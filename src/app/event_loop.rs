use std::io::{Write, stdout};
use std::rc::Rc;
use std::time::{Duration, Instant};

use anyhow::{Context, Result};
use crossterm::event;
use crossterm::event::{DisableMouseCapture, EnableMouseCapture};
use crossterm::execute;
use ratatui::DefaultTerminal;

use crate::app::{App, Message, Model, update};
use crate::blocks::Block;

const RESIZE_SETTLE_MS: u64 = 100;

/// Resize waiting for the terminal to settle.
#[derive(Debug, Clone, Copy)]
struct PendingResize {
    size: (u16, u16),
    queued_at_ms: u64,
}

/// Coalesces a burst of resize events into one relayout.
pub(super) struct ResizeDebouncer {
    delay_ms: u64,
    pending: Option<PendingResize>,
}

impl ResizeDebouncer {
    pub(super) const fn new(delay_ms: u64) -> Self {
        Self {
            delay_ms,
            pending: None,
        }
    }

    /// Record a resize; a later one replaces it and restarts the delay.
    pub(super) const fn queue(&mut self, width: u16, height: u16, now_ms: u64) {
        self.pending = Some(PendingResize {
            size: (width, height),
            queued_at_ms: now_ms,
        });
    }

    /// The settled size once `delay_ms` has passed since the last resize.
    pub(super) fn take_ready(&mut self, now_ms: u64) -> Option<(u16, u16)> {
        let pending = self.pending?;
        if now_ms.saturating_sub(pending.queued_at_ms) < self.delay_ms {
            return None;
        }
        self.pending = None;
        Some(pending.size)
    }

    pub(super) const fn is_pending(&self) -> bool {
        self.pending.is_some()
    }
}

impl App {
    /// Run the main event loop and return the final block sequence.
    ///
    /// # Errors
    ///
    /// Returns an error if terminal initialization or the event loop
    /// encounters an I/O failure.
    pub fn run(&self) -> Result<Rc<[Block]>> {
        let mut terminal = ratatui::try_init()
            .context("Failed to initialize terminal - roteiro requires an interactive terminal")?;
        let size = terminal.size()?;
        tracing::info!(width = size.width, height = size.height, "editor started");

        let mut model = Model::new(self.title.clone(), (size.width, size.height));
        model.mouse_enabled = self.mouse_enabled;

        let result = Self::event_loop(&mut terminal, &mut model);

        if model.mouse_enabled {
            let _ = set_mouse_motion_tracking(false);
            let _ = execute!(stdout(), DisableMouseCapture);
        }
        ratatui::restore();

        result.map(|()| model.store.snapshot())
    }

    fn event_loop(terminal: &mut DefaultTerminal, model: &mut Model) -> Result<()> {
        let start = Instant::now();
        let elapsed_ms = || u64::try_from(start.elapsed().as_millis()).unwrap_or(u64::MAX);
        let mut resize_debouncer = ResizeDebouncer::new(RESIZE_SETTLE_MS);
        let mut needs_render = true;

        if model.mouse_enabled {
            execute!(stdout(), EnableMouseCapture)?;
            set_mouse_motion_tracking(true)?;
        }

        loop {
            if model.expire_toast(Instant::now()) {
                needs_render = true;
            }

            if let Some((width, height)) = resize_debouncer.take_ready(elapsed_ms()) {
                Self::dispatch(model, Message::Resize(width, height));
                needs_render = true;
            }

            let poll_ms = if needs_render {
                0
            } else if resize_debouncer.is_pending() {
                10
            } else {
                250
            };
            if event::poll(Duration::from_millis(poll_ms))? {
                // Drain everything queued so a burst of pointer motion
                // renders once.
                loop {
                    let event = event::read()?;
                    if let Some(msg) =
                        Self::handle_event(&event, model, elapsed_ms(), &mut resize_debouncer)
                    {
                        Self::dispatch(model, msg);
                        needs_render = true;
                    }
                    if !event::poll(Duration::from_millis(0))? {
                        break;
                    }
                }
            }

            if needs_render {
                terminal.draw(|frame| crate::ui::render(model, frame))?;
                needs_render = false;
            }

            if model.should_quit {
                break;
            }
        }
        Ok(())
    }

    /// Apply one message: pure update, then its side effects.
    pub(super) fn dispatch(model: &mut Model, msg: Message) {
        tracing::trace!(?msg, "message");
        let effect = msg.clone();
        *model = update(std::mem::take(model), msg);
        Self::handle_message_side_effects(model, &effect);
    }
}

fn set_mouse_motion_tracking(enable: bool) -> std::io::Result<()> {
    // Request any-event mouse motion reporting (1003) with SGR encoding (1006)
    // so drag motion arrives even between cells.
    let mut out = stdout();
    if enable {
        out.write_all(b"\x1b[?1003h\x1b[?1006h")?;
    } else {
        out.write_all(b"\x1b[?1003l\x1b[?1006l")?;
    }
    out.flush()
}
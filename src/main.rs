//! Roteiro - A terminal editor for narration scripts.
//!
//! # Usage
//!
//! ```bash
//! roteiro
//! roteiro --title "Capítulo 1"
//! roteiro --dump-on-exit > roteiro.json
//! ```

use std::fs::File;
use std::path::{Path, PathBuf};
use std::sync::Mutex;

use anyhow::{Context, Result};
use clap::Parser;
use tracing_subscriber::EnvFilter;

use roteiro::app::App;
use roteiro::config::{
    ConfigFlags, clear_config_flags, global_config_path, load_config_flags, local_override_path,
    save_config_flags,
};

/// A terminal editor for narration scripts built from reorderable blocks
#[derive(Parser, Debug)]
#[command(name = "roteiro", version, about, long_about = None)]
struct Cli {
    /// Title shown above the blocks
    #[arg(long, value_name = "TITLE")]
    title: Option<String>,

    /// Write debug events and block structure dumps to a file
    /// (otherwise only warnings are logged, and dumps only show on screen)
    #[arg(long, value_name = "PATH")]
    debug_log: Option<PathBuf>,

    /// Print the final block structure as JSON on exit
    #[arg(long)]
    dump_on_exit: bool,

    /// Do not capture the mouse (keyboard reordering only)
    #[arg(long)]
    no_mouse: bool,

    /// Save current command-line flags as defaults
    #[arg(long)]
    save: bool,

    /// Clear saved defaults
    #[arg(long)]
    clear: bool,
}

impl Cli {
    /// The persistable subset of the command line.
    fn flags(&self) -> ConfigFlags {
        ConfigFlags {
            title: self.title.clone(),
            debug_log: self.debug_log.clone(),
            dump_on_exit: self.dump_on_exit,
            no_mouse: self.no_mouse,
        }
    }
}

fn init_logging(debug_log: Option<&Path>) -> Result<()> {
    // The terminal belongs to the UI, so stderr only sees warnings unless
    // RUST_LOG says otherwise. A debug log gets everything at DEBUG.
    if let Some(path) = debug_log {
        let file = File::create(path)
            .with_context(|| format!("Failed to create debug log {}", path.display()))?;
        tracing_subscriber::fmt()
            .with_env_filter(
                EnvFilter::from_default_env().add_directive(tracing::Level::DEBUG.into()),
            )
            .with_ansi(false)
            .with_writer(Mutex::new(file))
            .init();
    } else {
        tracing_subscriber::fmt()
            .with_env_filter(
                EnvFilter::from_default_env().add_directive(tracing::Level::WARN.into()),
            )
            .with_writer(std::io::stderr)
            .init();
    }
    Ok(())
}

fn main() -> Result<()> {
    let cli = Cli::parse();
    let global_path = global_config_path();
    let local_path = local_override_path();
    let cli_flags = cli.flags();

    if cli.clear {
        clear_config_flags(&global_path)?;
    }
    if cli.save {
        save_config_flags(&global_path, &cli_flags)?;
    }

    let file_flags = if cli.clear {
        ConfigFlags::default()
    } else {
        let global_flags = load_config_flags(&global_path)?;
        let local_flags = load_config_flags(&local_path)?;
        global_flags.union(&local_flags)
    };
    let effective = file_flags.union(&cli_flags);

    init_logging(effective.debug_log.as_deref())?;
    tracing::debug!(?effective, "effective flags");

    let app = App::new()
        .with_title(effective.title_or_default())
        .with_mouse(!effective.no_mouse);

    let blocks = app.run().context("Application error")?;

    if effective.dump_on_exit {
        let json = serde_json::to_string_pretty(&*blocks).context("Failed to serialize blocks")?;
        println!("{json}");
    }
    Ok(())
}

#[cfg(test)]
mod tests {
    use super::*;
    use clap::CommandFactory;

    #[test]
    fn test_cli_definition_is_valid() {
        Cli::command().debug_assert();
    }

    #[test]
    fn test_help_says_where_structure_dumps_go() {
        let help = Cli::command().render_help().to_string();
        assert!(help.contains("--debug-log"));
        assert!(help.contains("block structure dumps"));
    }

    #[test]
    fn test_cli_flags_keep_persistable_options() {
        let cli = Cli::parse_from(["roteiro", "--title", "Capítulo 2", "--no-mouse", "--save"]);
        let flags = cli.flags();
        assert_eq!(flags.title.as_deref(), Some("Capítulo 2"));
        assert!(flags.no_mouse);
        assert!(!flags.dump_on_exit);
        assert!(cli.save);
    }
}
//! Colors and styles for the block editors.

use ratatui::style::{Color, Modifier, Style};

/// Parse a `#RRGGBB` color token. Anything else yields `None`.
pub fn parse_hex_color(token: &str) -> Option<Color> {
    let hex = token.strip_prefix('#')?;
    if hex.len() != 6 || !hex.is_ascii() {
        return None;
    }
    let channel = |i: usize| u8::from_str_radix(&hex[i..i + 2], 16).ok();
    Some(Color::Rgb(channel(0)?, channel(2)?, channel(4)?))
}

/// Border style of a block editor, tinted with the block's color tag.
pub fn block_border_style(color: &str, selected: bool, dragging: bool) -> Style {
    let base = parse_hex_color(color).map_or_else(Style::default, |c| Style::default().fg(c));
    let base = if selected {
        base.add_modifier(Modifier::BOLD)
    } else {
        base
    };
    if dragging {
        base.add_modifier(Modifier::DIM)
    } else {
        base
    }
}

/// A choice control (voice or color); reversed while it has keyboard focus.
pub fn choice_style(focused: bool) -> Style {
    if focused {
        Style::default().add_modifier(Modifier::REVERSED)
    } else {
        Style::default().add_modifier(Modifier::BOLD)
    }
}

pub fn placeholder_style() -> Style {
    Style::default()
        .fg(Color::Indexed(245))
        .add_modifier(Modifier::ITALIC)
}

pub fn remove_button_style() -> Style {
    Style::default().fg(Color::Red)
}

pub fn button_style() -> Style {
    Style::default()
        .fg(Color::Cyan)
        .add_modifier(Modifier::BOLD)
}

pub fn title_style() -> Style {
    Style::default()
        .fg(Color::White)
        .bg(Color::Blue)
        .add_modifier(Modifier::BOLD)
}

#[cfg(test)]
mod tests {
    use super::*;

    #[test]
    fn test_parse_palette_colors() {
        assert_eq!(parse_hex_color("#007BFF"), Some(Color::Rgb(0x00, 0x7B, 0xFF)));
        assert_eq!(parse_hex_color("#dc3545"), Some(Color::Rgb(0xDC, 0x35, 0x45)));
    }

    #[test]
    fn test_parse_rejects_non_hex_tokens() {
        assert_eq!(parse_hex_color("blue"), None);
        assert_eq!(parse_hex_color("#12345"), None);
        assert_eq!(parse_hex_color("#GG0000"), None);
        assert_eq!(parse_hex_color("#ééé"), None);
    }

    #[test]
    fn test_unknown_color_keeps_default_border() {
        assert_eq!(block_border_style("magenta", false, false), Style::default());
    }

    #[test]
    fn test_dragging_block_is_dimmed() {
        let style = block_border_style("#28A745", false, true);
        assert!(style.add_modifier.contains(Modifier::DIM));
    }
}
* * * * *
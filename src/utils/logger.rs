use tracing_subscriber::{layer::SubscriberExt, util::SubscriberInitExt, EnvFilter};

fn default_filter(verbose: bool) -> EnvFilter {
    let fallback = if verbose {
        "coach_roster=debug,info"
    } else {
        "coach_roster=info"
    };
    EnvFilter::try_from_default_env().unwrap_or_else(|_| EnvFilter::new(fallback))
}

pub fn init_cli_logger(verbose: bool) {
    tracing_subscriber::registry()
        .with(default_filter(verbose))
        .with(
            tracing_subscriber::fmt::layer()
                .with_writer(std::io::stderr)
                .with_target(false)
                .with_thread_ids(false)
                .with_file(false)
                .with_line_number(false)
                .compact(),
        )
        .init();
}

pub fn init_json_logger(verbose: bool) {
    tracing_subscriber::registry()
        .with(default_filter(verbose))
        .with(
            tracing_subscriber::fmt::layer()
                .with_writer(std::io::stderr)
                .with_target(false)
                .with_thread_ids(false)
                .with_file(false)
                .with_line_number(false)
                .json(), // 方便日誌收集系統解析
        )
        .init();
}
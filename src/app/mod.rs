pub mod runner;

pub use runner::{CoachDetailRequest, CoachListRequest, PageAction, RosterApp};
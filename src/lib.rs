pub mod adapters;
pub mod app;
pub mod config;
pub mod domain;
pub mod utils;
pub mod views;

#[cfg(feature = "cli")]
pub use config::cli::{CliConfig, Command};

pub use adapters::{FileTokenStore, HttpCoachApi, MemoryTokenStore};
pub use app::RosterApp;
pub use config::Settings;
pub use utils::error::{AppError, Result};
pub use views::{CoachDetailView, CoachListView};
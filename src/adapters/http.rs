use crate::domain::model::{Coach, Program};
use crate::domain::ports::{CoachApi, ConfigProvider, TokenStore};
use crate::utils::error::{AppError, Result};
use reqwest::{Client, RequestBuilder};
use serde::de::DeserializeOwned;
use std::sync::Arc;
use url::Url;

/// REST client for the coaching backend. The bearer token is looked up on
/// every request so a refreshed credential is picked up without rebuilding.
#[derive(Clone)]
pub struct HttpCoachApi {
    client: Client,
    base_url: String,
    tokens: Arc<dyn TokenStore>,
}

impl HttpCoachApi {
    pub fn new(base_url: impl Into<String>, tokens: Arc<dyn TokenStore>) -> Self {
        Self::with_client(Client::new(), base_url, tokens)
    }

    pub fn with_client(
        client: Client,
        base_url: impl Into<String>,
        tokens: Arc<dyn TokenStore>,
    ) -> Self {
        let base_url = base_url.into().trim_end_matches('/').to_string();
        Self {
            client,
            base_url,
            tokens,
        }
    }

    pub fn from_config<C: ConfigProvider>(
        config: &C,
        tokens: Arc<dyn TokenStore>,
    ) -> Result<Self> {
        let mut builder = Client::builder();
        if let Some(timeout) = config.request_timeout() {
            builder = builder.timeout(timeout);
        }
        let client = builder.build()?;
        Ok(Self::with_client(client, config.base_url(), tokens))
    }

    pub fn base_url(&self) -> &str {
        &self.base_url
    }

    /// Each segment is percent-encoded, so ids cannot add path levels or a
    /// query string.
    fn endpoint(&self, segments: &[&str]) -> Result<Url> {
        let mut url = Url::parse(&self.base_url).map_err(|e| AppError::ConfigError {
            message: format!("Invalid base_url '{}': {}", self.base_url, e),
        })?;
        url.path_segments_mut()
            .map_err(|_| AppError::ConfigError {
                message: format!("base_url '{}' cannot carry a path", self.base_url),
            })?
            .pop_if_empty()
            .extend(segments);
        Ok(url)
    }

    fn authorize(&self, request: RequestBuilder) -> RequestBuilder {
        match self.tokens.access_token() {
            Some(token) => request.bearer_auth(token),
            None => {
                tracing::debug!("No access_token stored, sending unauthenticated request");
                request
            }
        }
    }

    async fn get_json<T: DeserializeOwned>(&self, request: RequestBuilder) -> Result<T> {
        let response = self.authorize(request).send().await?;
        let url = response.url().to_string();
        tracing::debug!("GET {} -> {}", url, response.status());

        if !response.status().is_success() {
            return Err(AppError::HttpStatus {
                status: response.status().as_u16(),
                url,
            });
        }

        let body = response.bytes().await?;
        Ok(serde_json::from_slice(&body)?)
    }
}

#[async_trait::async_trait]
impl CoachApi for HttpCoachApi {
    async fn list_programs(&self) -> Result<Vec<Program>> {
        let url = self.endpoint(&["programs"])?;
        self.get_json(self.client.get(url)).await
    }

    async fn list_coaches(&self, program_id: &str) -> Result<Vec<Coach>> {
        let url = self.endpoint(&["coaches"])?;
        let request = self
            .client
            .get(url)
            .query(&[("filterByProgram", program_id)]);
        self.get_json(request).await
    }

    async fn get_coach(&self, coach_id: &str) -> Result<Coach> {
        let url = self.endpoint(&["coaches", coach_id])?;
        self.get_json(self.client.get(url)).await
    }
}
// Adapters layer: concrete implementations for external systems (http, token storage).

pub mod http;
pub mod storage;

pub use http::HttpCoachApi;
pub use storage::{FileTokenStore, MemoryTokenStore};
* * * * *
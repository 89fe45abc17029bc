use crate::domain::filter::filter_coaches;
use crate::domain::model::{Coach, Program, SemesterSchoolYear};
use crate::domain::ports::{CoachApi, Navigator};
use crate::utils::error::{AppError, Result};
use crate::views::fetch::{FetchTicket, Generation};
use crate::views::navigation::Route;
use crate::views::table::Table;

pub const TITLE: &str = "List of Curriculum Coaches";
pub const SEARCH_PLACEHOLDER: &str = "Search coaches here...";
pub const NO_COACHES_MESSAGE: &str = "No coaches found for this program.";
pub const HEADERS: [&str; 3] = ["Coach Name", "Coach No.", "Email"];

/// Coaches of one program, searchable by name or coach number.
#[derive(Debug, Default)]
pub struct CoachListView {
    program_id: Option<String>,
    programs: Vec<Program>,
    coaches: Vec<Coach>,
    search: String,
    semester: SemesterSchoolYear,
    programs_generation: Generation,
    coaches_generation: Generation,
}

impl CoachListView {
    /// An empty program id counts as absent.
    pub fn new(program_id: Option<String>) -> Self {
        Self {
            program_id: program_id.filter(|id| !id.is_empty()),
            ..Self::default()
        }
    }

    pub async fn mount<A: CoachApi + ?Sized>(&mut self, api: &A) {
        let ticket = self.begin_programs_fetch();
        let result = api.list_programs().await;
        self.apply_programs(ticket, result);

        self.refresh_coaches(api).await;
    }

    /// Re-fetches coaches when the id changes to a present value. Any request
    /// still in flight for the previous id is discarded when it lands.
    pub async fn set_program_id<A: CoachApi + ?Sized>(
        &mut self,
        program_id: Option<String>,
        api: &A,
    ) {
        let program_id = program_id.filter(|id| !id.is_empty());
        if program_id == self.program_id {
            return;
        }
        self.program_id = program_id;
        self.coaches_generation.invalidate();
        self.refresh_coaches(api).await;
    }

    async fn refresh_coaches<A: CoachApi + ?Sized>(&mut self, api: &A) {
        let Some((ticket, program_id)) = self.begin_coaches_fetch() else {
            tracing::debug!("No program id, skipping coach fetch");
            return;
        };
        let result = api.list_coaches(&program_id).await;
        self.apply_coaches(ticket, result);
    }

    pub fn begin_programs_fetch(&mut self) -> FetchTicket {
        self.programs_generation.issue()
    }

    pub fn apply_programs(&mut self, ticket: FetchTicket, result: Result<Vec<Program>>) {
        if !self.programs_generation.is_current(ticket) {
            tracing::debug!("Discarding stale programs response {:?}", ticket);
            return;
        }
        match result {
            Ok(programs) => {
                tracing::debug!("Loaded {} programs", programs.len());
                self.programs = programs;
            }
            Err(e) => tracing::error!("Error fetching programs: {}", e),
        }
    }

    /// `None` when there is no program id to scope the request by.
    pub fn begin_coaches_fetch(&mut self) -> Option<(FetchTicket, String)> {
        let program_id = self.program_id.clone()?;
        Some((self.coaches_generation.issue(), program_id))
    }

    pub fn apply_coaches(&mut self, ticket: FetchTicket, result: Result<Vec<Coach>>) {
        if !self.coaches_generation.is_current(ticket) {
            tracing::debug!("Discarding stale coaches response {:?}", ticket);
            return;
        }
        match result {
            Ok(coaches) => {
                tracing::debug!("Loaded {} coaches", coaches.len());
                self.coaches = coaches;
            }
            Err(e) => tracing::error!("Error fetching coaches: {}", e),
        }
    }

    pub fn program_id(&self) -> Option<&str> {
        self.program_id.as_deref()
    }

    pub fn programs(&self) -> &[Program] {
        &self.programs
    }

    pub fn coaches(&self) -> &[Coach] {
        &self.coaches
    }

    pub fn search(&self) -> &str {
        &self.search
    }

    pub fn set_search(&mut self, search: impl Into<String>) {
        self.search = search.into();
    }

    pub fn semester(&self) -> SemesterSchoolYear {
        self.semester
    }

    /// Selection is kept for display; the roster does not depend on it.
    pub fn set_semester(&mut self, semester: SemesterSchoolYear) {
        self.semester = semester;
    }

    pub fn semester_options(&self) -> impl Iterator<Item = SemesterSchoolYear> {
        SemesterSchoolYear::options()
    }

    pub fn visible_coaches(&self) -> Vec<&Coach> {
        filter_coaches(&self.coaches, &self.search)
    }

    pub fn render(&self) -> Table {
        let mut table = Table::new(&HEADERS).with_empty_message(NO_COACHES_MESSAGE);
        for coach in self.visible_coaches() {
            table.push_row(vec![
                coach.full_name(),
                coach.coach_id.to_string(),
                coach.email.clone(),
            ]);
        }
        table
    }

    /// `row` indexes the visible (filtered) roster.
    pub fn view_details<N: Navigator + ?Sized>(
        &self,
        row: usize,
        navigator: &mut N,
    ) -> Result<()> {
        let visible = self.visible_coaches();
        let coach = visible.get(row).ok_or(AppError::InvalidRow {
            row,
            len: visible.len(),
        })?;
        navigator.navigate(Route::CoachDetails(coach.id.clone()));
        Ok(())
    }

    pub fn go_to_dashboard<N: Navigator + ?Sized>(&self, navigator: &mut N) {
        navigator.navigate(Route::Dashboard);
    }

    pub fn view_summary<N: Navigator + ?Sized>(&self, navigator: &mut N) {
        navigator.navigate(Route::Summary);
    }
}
* * * * *
● What you have to do:
Across all the records, find the lines containing the word "DefaultTerminal" and reproduce each one.

● Response box:
use ratatui::DefaultTerminal;
    fn event_loop(terminal: &mut DefaultTerminal, model: &mut Model) -> Result<()> {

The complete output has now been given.